Task requirements:
Please output the section of the listing below that opens with the line containing "use tracing::info;" and closes with the line containing "the compiled module.", exactly and with nothing else.

Exercise data:

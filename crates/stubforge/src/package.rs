/// Resource packaging
///
/// Decides how the compiled module and its dependencies reach the launcher:
/// embedded in the image's resource table, or loaded from a sibling file at
/// run time.

use std::fs;

use tracing::info;

use crate::config::LaunchConfig;
use crate::error::{BuildError, Result};
use crate::host::RuntimeHost;

/// Resource-name prefix for bundled runtime and dependency libraries; the
/// resolver routine looks dependencies up under this prefix.
pub const DLL_RESOURCE_PREFIX: &str = "Dll.";
/// Resource-name prefix for the embedded compiled module itself. Kept
/// distinct from `DLL_RESOURCE_PREFIX` so the resolver never serves the main
/// module as a dependency.
pub const MODULE_RESOURCE_PREFIX: &str = "Mod.";

/// A named byte payload destined for the image's resource table.
#[derive(Debug, Clone, PartialEq, Eq)]
pub struct EmbeddedResource {
    pub name: String,
    pub data: Vec<u8>,
}

/// How the emitted program acquires the compiled module.
#[derive(Debug, Clone, PartialEq, Eq)]
pub enum ModuleSource {
    /// Resolve the named resource from the running binary and load it in
    /// memory.
    Embedded { resource: String },
    /// Load the module from a sibling file next to the running binary.
    Sibling { file_name: String },
}

/// Result of packaging: the module acquisition strategy plus every resource
/// the launcher image must carry.
#[derive(Debug, Clone)]
pub struct PackageOutput {
    pub module: ModuleSource,
    pub resources: Vec<EmbeddedResource>,
}

impl PackageOutput {
    pub fn is_embedded(&self) -> bool {
        matches!(self.module, ModuleSource::Embedded { .. })
    }
}

/// Package the compiled module and, in standalone mode, every runtime
/// dependency. The on-disk module file is deleted only after its bytes are
/// safely in memory and all other packaging steps have succeeded, so a
/// failed run always leaves the intermediate file intact.
pub fn package(config: &LaunchConfig, host: &dyn RuntimeHost) -> Result<PackageOutput> {
    let mut resources = Vec::new();

    if config.standalone {
        info!("generating standalone launcher");
        let prefixes = host.library_prefixes();
        for library in host.loaded_libraries() {
            if library.is_dynamic || library.has_entry_point {
                continue;
            }
            if !prefixes.iter().any(|p| library.name.starts_with(p.as_str())) {
                continue;
            }
            let data = fs::read(&library.path)
                .map_err(|e| BuildError::package(&library.path, e.to_string()))?;
            info!(library = %library.name, bytes = data.len(), "embedded runtime library");
            push_resource(
                &mut resources,
                format!("{DLL_RESOURCE_PREFIX}{}", library.name),
                data,
            )?;
        }

        for dll in &config.dlls {
            let name = dll
                .file_stem()
                .map(|s| s.to_string_lossy().into_owned())
                .ok_or_else(|| BuildError::package(dll, "dependency has no file name"))?;
            let data = fs::read(dll).map_err(|e| BuildError::package(dll, e.to_string()))?;
            info!(library = %name, bytes = data.len(), "embedded dependency");
            push_resource(&mut resources, format!("{DLL_RESOURCE_PREFIX}{name}"), data)?;
        }
    }

    let module = if config.effective_embed() {
        let module_path = config.module_path();
        let data = fs::read(&module_path)
            .map_err(|e| BuildError::package(&module_path, e.to_string()))?;
        let resource = format!("{MODULE_RESOURCE_PREFIX}{}", config.output_stem());
        info!(module = %module_path.display(), bytes = data.len(), "embedded compiled module");
        push_resource(&mut resources, resource.clone(), data)?;

        // The module now lives in the resource table; the on-disk copy is
        // redundant.
        fs::remove_file(&module_path)
            .map_err(|e| BuildError::package(&module_path, e.to_string()))?;

        ModuleSource::Embedded { resource }
    } else {
        ModuleSource::Sibling {
            file_name: config.module_file_name(),
        }
    };

    Ok(PackageOutput { module, resources })
}

fn push_resource(
    resources: &mut Vec<EmbeddedResource>,
    name: String,
    data: Vec<u8>,
) -> Result<()> {
    if resources.iter().any(|r| r.name == name) {
        return Err(BuildError::DuplicateResource(name));
    }
    resources.push(EmbeddedResource { name, data });
    Ok(())
}
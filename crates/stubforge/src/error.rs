/// Error types for the stub generator

use std::path::PathBuf;
use thiserror::Error;

pub type Result<T> = std::result::Result<T, BuildError>;

#[derive(Error, Debug)]
pub enum BuildError {
    #[error("invalid configuration: {0}")]
    Config(String),

    #[error("packaging failed for {path}: {reason}")]
    Package { path: PathBuf, reason: String },

    #[error("duplicate resource name: {0}")]
    DuplicateResource(String),

    #[error("module compilation failed: {0}")]
    Compile(String),

    #[error("emission failed: {0}")]
    Emit(String),

    #[error(transparent)]
    Image(#[from] stubforge_image::ImageError),

    #[error("I/O error: {0}")]
    Io(#[from] std::io::Error),
}

impl BuildError {
    pub fn config(message: impl Into<String>) -> Self {
        BuildError::Config(message.into())
    }

    pub fn package(path: impl Into<PathBuf>, reason: impl Into<String>) -> Self {
        BuildError::Package {
            path: path.into(),
            reason: reason.into(),
        }
    }
}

Solution to this exercise:
use tracing::info;

use crate::config::LaunchConfig;
use crate::error::{BuildError, Result};
use crate::host::RuntimeHost;

/// Resource-name prefix for bundled runtime and dependency libraries; the
/// resolver routine looks dependencies up under this prefix.
pub const DLL_RESOURCE_PREFIX: &str = "Dll.";
/// Resource-name prefix for the embedded compiled module itself. Kept
/// distinct from `DLL_RESOURCE_PREFIX` so the resolver never serves the main
/// module as a dependency.
pub const MODULE_RESOURCE_PREFIX: &str = "Mod.";

/// A named byte payload destined for the image's resource table.
#[derive(Debug, Clone, PartialEq, Eq)]
pub struct EmbeddedResource {
    pub name: String,
    pub data: Vec<u8>,
}

/// How the emitted program acquires the compiled module.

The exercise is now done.